Copy each line below in which the word "fallback" occurs.

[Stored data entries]
——

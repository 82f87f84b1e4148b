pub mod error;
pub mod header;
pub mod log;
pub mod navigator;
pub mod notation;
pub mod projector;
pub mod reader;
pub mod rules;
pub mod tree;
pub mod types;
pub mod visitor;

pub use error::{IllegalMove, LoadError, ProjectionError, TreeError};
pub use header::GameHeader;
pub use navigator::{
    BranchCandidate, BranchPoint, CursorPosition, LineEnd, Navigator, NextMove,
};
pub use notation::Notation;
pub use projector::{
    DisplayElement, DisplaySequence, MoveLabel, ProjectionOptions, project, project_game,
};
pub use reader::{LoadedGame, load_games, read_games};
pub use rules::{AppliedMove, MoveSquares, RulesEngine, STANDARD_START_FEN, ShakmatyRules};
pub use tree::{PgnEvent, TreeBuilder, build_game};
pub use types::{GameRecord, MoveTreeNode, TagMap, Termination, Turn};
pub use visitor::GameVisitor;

——

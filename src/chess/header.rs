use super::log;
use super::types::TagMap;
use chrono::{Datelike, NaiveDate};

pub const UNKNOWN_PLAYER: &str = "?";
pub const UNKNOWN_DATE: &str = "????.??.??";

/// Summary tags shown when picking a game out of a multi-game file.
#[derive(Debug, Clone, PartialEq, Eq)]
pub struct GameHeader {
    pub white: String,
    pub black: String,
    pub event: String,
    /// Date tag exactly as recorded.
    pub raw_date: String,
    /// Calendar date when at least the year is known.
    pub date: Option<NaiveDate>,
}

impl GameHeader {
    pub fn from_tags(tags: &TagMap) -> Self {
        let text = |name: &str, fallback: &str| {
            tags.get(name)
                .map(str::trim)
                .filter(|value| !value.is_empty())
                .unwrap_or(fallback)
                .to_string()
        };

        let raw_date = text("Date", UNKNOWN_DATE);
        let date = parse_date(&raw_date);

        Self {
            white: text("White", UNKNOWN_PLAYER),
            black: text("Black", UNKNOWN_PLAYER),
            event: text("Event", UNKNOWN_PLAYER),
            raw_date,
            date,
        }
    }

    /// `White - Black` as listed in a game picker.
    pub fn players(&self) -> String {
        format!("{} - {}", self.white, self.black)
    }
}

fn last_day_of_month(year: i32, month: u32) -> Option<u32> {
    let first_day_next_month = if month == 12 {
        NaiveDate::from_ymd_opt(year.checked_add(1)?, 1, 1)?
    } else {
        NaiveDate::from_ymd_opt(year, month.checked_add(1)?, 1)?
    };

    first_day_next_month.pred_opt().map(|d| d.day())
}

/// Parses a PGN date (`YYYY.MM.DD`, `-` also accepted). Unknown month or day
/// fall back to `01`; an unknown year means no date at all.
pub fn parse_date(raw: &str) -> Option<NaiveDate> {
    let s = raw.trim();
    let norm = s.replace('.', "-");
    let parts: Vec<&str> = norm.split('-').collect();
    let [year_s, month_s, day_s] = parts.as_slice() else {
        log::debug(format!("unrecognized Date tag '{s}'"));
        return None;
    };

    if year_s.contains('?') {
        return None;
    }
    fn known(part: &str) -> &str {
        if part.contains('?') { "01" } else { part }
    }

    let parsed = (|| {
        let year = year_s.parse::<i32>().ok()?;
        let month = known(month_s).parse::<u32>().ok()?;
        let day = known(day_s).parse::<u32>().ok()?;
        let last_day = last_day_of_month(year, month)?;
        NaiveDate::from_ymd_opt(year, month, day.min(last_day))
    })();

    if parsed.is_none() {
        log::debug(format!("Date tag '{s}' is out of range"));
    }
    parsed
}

——

**SOLUTION:**
        let text = |name: &str, fallback: &str| {
                .unwrap_or(fallback)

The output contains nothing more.